• **Supplied data**:
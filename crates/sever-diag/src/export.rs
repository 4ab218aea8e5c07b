//! CSV export for a named collection of finished parameter traces.
//!
//! This is the crate-level counterpart to `MhSampler`/`HmcSampler::export_trace`
//! (factored out so a caller holding several finished samplers can combine
//! or re-export their traces without depending on the sampler crates
//! directly), implementing the same persisted format as §6: header
//! `iteration,<param>,...,log_prob,accepted`.

use std::io::Write;

use indexmap::IndexMap;
use sever_core::errors::ErrorInfo;
use sever_core::SeverError;
use sever_mcmc::ParameterTrace;

/// Writes `traces` to `writer` as CSV.
///
/// Rows are aligned to the first trace's length; per spec §4.H "rows
/// aligned to the first parameter's trace length (all traces share length
/// by construction)", every trace is expected to have equal length.
pub fn export_trace_csv<W: Write>(
    traces: &IndexMap<String, ParameterTrace>,
    writer: W,
) -> Result<(), SeverError> {
    let mut wtr = csv::Writer::from_writer(writer);
    let names: Vec<&String> = traces.keys().collect();

    let mut header = vec!["iteration".to_string()];
    header.extend(names.iter().map(|n| n.to_string()));
    header.push("log_prob".to_string());
    header.push("accepted".to_string());
    wtr.write_record(&header)
        .map_err(|e| io_error(e.to_string()))?;

    let len = names
        .first()
        .and_then(|n| traces.get(*n))
        .map(ParameterTrace::len)
        .unwrap_or(0);

    for i in 0..len {
        let mut row = vec![i.to_string()];
        let mut log_prob = 0.0;
        let mut accepted = false;
        for name in &names {
            let entry = traces[*name].entries()[i];
            row.push(entry.value.to_string());
            log_prob = entry.log_prob;
            accepted = entry.accepted;
        }
        row.push(log_prob.to_string());
        row.push(accepted.to_string());
        wtr.write_record(&row).map_err(|e| io_error(e.to_string()))?;
    }
    wtr.flush().map_err(|e| io_error(e.to_string()))?;
    Ok(())
}

fn io_error(message: impl Into<String>) -> SeverError {
    SeverError::IoError(ErrorInfo::new("DG010", message.into()))
}

#[cfg(test)]
mod tests {
    use super::*;

    #[test]
    fn header_matches_persisted_format() {
        let mut traces = IndexMap::new();
        let mut x = ParameterTrace::new();
        x.push(1.0, true, -0.5);
        x.push(2.0, false, -0.7);
        let mut y = ParameterTrace::new();
        y.push(0.1, true, -0.5);
        y.push(0.2, false, -0.7);
        traces.insert("x".to_string(), x);
        traces.insert("y".to_string(), y);

        let mut buf = Vec::new();
        export_trace_csv(&traces, &mut buf).unwrap();
        let text = String::from_utf8(buf).unwrap();
        let mut lines = text.lines();
        assert_eq!(lines.next().unwrap(), "iteration,x,y,log_prob,accepted");
        assert_eq!(lines.next().unwrap(), "0,1,0.1,-0.5,true");
        assert_eq!(lines.next().unwrap(), "1,2,0.2,-0.7,false");
    }

    #[test]
    fn empty_trace_map_emits_header_only() {
        let traces: IndexMap<String, ParameterTrace> = IndexMap::new();
        let mut buf = Vec::new();
        export_trace_csv(&traces, &mut buf).unwrap();
        let text = String::from_utf8(buf).unwrap();
        assert_eq!(text.lines().count(), 1);
    }
}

• **To do**: The answer must be a single number: how many lines in the data above contain the string "false".

• **Exercise response**: 4